◆ Exercise ◆
Where a line in the material below has the string "Warn", please report it.

◆ Data records ◆

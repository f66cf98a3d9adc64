//! CLI arguments and subcommands for neural-panel.
//!
//! This module defines the command-line interface structure using the clap library,
//! including all flags, options, and subcommands.

use clap::{Parser, Subcommand, ValueEnum};
use std::path::PathBuf;
use tracing::Level;

/// Log level options for CLI parsing
#[derive(Debug, Clone, Copy, PartialEq, Eq, ValueEnum)]
pub enum LogLevel {
    Off,
    Error,
    Warn,
    Info,
    Debug,
    Trace,
}

/// Configuration format options for output
#[derive(Debug, Clone, Copy, PartialEq, Eq, ValueEnum)]
pub enum ConfigFormat {
    Yaml,
    Json,
    Toml,
}

/// Main CLI arguments structure
#[derive(Parser, Debug)]
#[command(
    name = "neural-panel",
    about = "Live terminal panel for host resources and local inference runtimes",
    long_about = "Live terminal panel for host resources and local inference runtimes.\n\n\
                  Samples CPU, RAM and swap utilization and watches the process table for \
                  inference runtimes such as ollama or llama.cpp, refreshing a compact \
                  terminal view. Press q to quit.",
    author = "Michael Moll <proc-mem@herakles.io> - Herakles IO",
    version = "0.1.0",
    propagate_version = true
)]
pub struct Args {
    #[command(subcommand)]
    pub command: Option<Commands>,

    /// Log level
    #[arg(long, value_enum)]
    pub log_level: Option<LogLevel>,

    /// Write logs to this file (the terminal is reserved for the panel)
    #[arg(long)]
    pub log_file: Option<PathBuf>,

    /// Config file (YAML/JSON/TOML)
    #[arg(short = 'c', long)]
    pub config: Option<PathBuf>,

    /// Disable all config file loading
    #[arg(long)]
    pub no_config: bool,

    /// Print effective merged config and exit
    #[arg(long)]
    pub show_config: bool,

    /// Output format for --show-config
    #[arg(long, value_enum, default_value = "yaml")]
    pub config_format: ConfigFormat,

    /// Validate config and exit (return code 1 on error)
    #[arg(long)]
    pub check_config: bool,

    /// Resource sampling interval in milliseconds
    #[arg(long)]
    pub metrics_interval_ms: Option<u64>,

    /// Process scan interval in milliseconds
    #[arg(long)]
    pub process_interval_ms: Option<u64>,

    /// Redraw interval in milliseconds
    #[arg(long)]
    pub redraw_interval_ms: Option<u64>,

    /// How long shutdown waits for poll tasks before abandoning them
    #[arg(long)]
    pub shutdown_grace_ms: Option<u64>,

    /// Process name substrings to watch for (comma-separated)
    #[arg(short = 'w', long)]
    pub watch: Option<String>,

    /// Only report watched processes started with arguments
    #[arg(long)]
    pub require_arguments: bool,

    /// Root of the proc filesystem
    #[arg(long)]
    pub proc_root: Option<PathBuf>,
}

/// Subcommands for additional functionality
#[derive(Subcommand, Debug)]
pub enum Commands {
    /// Validate that the metrics and process sources are readable
    Check,

    /// Generate configuration files
    Config {
        /// Output file path ("-" for stdout)
        #[arg(short = 'o', long)]
        output: Option<PathBuf>,

        /// Output format
        #[arg(long, value_enum, default_value = "yaml")]
        format: ConfigFormat,

        /// Include comments and examples
        #[arg(long)]
        commented: bool,
    },

    /// Sample every source and print the panel lines without the terminal UI
    Once {
        /// Number of samples to take, one metrics interval apart
        #[arg(short = 'n', long, default_value_t = 1)]
        iterations: usize,
    },
}

impl LogLevel {
    pub fn as_str(&self) -> &'static str {
        match self {
            LogLevel::Off => "off",
            LogLevel::Error => "error",
            LogLevel::Warn => "warn",
            LogLevel::Info => "info",
            LogLevel::Debug => "debug",
            LogLevel::Trace => "trace",
        }
    }

    /// Parses the config file spelling of a level.
    pub fn from_name(name: &str) -> Option<Self> {
        <Self as ValueEnum>::from_str(name, true).ok()
    }

    /// The tracing level, or `None` when logging is off.
    pub fn level(&self) -> Option<Level> {
        match self {
            LogLevel::Off => None,
            LogLevel::Error => Some(Level::ERROR),
            LogLevel::Warn => Some(Level::WARN),
            LogLevel::Info => Some(Level::INFO),
            LogLevel::Debug => Some(Level::DEBUG),
            LogLevel::Trace => Some(Level::TRACE),
        }
    }
}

◆ Answer to the exercise ◆
    Warn,
            LogLevel::Warn => "warn",
            LogLevel::Warn => Some(Level::WARN),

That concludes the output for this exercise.